И он тоже не представлял, что делать дальше. И он не мог игнорировать тот факт, что они умрут в любом случае, хотя Лира и не чувствовала себя умирающей.
«Что это означает?»
Ей никогда прежде не задавали подобного вопроса.
Лира заставила себя перечитать письмо. Она щурилась, словно только таким образом и могла извлечь из фраз дополнительный смысл. В Хэвене для создания реплик использовали биоматериал – к примеру, человеческие ткани, – что не являлось запретной информацией. Лира была осведомлена о том, что на материке есть больницы, которые охотно сотрудничают с Хэвеном (правда, она не могла вспомнить, когда она об этом узнала). Но то была непреложная истина, некая объективная реальность, как койки в общей спальне, Кастрюля и неспособность развиваться.
И она слышала про зомби. Медсестры пересказывали друг дружке содержание фильмов про зомби и говорили про то, какие они страшные. Лира объяснила Семьдесят Второму про живых мертвецов, но выяснилось, что он тоже слыхал про них кое-что. Человеческий мир проникал в Хэвен – по крайней мере частично.
– Прочитай вслух еще раз, – попросил Семьдесят Второй.
Лира так и поступила. Солнечные лучи прогревали ее насквозь – она ощущала присутствие Семьдесят Второго, чувствовала его запах, а в ее ушах беззвучным эхом отдавался его вопрос – «Что это означает?». На миг все вокруг замерцало, сделалось и реальным, и несуществующим, подобно бумаге в огне, когда та молниеносно обращается в горстку пепла.
Лира замешкалась, выбирая предложения, которые казались ей самыми важными.

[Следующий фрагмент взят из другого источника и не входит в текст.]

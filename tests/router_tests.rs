//! Interaction router tests
//!
//! Classification, context resolution, not-found handling and failure
//! containment.

mod common;

use common::*;
use serde_json::json;
use std::sync::atomic::Ordering;
use std::sync::Arc;
use tokio::sync::{mpsc, watch};

use modhost::gateway::{GatewayEvent, Message, ResponseBody, SharedSink};
use modhost::interaction::types::codes;
use modhost::interaction::{ContextProvider, DispatchOutcome, ExecutionError, InteractionRouter};
use modhost::module::{Action, ModuleError, ModuleHost, ModuleManager, ModuleSource};
use modhost::settings::{MemoryTenantDirectory, SettingsModule};
use modhost::storage::{MemorySettingsStore, SettingsRecord, SettingsStore};

async fn host(sources: Vec<Box<dyn ModuleSource>>) -> ModuleHost {
    ModuleManager::new(sources).start().await.unwrap()
}

fn router(host: &ModuleHost, sink: Arc<RecordingSink>) -> InteractionRouter {
    let sink: SharedSink = sink;
    InteractionRouter::new(host, ContextProvider::disabled(), sink)
}

#[tokio::test]
async fn command_reaches_handler() {
    let echo = EchoCommand::new("ping", "pong");
    let calls = Arc::clone(&echo.calls);
    let host = host(vec![source_with("core", move |d| {
        d.with_command(EchoCommand {
            name: "ping",
            reply: "pong",
            calls: Arc::clone(&calls),
        })
    })])
    .await;
    let sink = RecordingSink::new();
    let router = router(&host, Arc::clone(&sink));

    let outcome = router.dispatch(raw_command("i1", Some("g1"), "ping")).await;
    assert_eq!(outcome, DispatchOutcome::Handled);
    assert_eq!(echo.calls.load(Ordering::SeqCst), 1);
    assert_eq!(sink.responses()[0].interaction_id, "i1");
    assert_eq!(sink.messages(), vec![Message::text("pong")]);
}

#[tokio::test]
async fn unknown_targets_are_no_ops() {
    let host = host(vec![source_with("core", |d| d)]).await;
    let sink = RecordingSink::new();
    let router = router(&host, Arc::clone(&sink));

    assert_eq!(
        router.dispatch(raw_command("i1", None, "nothing")).await,
        DispatchOutcome::NotFound
    );
    assert_eq!(
        router.dispatch(raw_component("i2", "missing:button")).await,
        DispatchOutcome::NotFound
    );
    assert_eq!(
        router.dispatch_event("unknownEvent", &json!({})).await,
        DispatchOutcome::NotFound
    );
    assert!(sink.responses().is_empty());
}

#[tokio::test]
async fn unsupported_kinds_are_dropped() {
    let host = host(vec![source_with("core", |d| d)]).await;
    let router = router(&host, RecordingSink::new());

    let mut ping = raw_command("i1", None, "ping");
    ping.kind = codes::PING;
    assert_eq!(router.dispatch(ping).await, DispatchOutcome::Dropped);

    let mut empty = raw_command("i2", None, "ping");
    empty.data = None;
    assert_eq!(router.dispatch(empty).await, DispatchOutcome::Dropped);
}

#[tokio::test]
async fn components_route_by_prefix() {
    let host = host(vec![source_with("tickets", |d| {
        d.with_component(EchoComponent("ticket"))
    })])
    .await;
    let sink = RecordingSink::new();
    let router = router(&host, Arc::clone(&sink));

    let outcome = router.dispatch(raw_component("i1", "ticket:close:42")).await;
    assert_eq!(outcome, DispatchOutcome::Handled);
    assert_eq!(sink.messages(), vec![Message::text("ticket:close:42")]);
}

#[tokio::test]
async fn failures_reply_through_error_hook() {
    let host = host(vec![source_with("core", |d| {
        d.with_command(FailingCommand {
            name: "strict",
            error: ExecutionError::user("Invalid value."),
        })
        .with_command(FailingCommand {
            name: "broken",
            error: ExecutionError::Internal("db down".to_string()),
        })
    })])
    .await;
    let sink = RecordingSink::new();
    let router = router(&host, Arc::clone(&sink));

    assert_eq!(
        router.dispatch(raw_command("i1", None, "strict")).await,
        DispatchOutcome::Failed
    );
    assert_eq!(sink.last_description().as_deref(), Some("Invalid value."));
    assert!(sink.messages()[0].ephemeral);

    assert_eq!(
        router.dispatch(raw_command("i2", None, "broken")).await,
        DispatchOutcome::Failed
    );
    let shown = sink.last_description().unwrap();
    assert!(!shown.contains("db down"));
}

#[tokio::test]
async fn panics_are_contained() {
    let host = host(vec![source_with("core", |d| {
        d.with_command(PanickingCommand)
            .with_command(EchoCommand::new("ping", "pong"))
    })])
    .await;
    let sink = RecordingSink::new();
    let router = router(&host, Arc::clone(&sink));

    let explode = GatewayEvent::Interaction {
        interaction: raw_command("i1", None, "explode"),
    };
    assert_eq!(router.handle_guarded(explode).await, DispatchOutcome::Panicked);

    let ping = GatewayEvent::Interaction {
        interaction: raw_command("i2", None, "ping"),
    };
    assert_eq!(router.handle_guarded(ping).await, DispatchOutcome::Handled);
    assert_eq!(sink.messages(), vec![Message::text("pong")]);
}

#[tokio::test]
async fn run_loop_survives_panics_and_drains() {
    let host = host(vec![source_with("core", |d| {
        d.with_command(PanickingCommand)
            .with_command(EchoCommand::new("ping", "pong"))
    })])
    .await;
    let sink = RecordingSink::new();
    let router = Arc::new(router(&host, Arc::clone(&sink)));

    let (tx, rx) = mpsc::channel(8);
    let (_stop_tx, stop_rx) = watch::channel(false);
    for (id, name) in [("i1", "explode"), ("i2", "ping"), ("i3", "explode"), ("i4", "ping")] {
        tx.send(GatewayEvent::Interaction {
            interaction: raw_command(id, None, name),
        })
        .await
        .unwrap();
    }
    drop(tx);

    router.run(rx, stop_rx).await;

    let mut answered: Vec<String> = sink
        .responses()
        .into_iter()
        .map(|r| r.interaction_id)
        .collect();
    answered.sort();
    assert_eq!(answered, vec!["i2", "i4"]);
}

#[tokio::test]
async fn run_loop_stops_on_shutdown() {
    let host = host(vec![source_with("core", |d| d)]).await;
    let router = Arc::new(router(&host, RecordingSink::new()));

    let (_tx, rx) = mpsc::channel::<GatewayEvent>(1);
    let (stop_tx, stop_rx) = watch::channel(false);
    let handle = tokio::spawn(router.run(rx, stop_rx));
    stop_tx.send_replace(true);
    handle.await.unwrap();
}

#[tokio::test]
async fn events_receive_payloads() {
    let event = CountingEvent::new("memberJoin");
    let seen = Arc::clone(&event.seen);
    let host = host(vec![source_with("core", move |d| {
        d.with_event(CountingEvent {
            name: "memberJoin",
            seen: Arc::clone(&seen),
        })
    })])
    .await;
    let router = router(&host, RecordingSink::new());

    let outcome = router
        .handle(GatewayEvent::Dispatch {
            name: "memberJoin".to_string(),
            payload: json!({"user": "u1"}),
        })
        .await;
    assert_eq!(outcome, DispatchOutcome::Handled);
    assert_eq!(*event.seen.lock().unwrap(), vec![json!({"user": "u1"})]);
}

#[tokio::test]
async fn context_provider_fetches_or_creates_settings() {
    let store = Arc::new(MemorySettingsStore::new());
    let settings: Box<dyn ModuleSource> = Box::new(SettingsModule::new(
        store.clone(),
        Arc::new(MemoryTenantDirectory::new()),
    ));
    let host = host(vec![
        settings,
        source_with("probe", |d| d.with_command(SettingsProbe)),
    ])
    .await;
    let provider =
        ContextProvider::from_registry(&host.actions(), "settings", "getSettings", "createSettings")
            .unwrap();
    assert!(provider.is_enabled());

    let sink = RecordingSink::new();
    let shared: SharedSink = sink.clone();
    let router = InteractionRouter::new(&host, provider, shared);

    router.dispatch(raw_command("i1", Some("g7"), "probe")).await;
    let created = store.get("g7").await.unwrap().unwrap();

    router.dispatch(raw_command("i2", Some("g7"), "probe")).await;
    assert_eq!(store.get("g7").await.unwrap().unwrap().id, created.id);

    router.dispatch(raw_command("i3", None, "probe")).await;
    assert_eq!(
        sink.messages(),
        vec![
            Message::text("settings:g7"),
            Message::text("settings:g7"),
            Message::text("no settings"),
        ]
    );
}

#[tokio::test]
async fn missing_provider_degrades_to_empty_context() {
    let host = host(vec![source_with("probe", |d| d.with_command(SettingsProbe))]).await;
    let provider =
        ContextProvider::from_registry(&host.actions(), "settings", "getSettings", "createSettings")
            .unwrap();
    assert!(!provider.is_enabled());

    let sink = RecordingSink::new();
    let shared: SharedSink = sink.clone();
    let router = InteractionRouter::new(&host, provider, shared);
    router.dispatch(raw_command("i1", Some("g1"), "probe")).await;
    assert_eq!(sink.messages(), vec![Message::text("no settings")]);
}

#[tokio::test]
async fn provider_with_wrong_signature_is_rejected() {
    let host = host(vec![source_with("settings", |d| {
        d.with_action("getSettings", Action::new(|n: u64| async move { Ok(n) }))
            .with_action(
                "createSettings",
                Action::new(|tenant: String| async move { Ok(SettingsRecord::new(tenant)) }),
            )
    })])
    .await;

    let err =
        ContextProvider::from_registry(&host.actions(), "settings", "getSettings", "createSettings")
            .unwrap_err();
    assert!(matches!(err, ModuleError::ActionSignatureMismatch { .. }));
}

#[tokio::test]
async fn autocomplete_defaults_to_no_choices() {
    let host = host(vec![source_with("core", |d| {
        d.with_command(EchoCommand::new("ping", "pong"))
    })])
    .await;
    let sink = RecordingSink::new();
    let router = router(&host, Arc::clone(&sink));

    let mut raw = raw_command("i1", None, "ping");
    raw.kind = codes::AUTOCOMPLETE;
    assert_eq!(router.dispatch(raw).await, DispatchOutcome::Handled);
    assert_eq!(
        sink.responses()[0].body,
        ResponseBody::Autocomplete { choices: Vec::new() }
    );
}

– «… и поэтому не имел дела с клиниками, хотя у них имелись ткани эмбрионов, которые они могли отдавать нам за возмещение транспортных расходов».

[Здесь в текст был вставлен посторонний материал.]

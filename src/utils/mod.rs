//! Utility modules for logging, environment access and graceful degradation

pub mod env;
pub mod error;
pub mod logging;
pub mod signal;
pub mod time;

pub use env::{env_bool, env_opt};
pub use logging::LOG_JSON_ENV;
pub use error::log_error;
pub use logging::{init_logging, init_logging_from_config};
#[cfg(feature = "json-logging")]
pub use logging::init_json_logging;
pub use signal::{create_shutdown_receiver, wait_for_shutdown_signal};
pub use time::current_timestamp;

– «Когда я думаю о таких людях, как Джеффри Ивз… Все деньги мира – и мертвый ребенок, которого он не смог спасти».
И вдруг ее осенило.
– Мертвые дети, – проговорила Лира.
Зомби. Конечно же!
– Они создавали реплик из мертвых детей, – добавила она.
Неужели и ее так сделали? Из тканей малыша, которого любили, утратили и оплакали? Вроде бы это ничего не меняло, хотя, если подумать хорошенько, то меняло, причем кардинальным образом. Ведь прежде чем эти дети умерли, о них заботились, их любили…
А потом их тела стали расходным материалом для реплик.
Однако технология изготовления дубликатов тоже превратила Лиру и остальных реплик в нечто иное. Она помнила, как иногда через мили болот ветер доносил до них голоса протестующих. «Монстры!» – скандировали они.
Но впервые Лира ощутила не стыд, а гнев. Она не просила, чтобы ее создавали! Она являлась чудовищем, а ее ненавидели, как будто она была во всем виновата!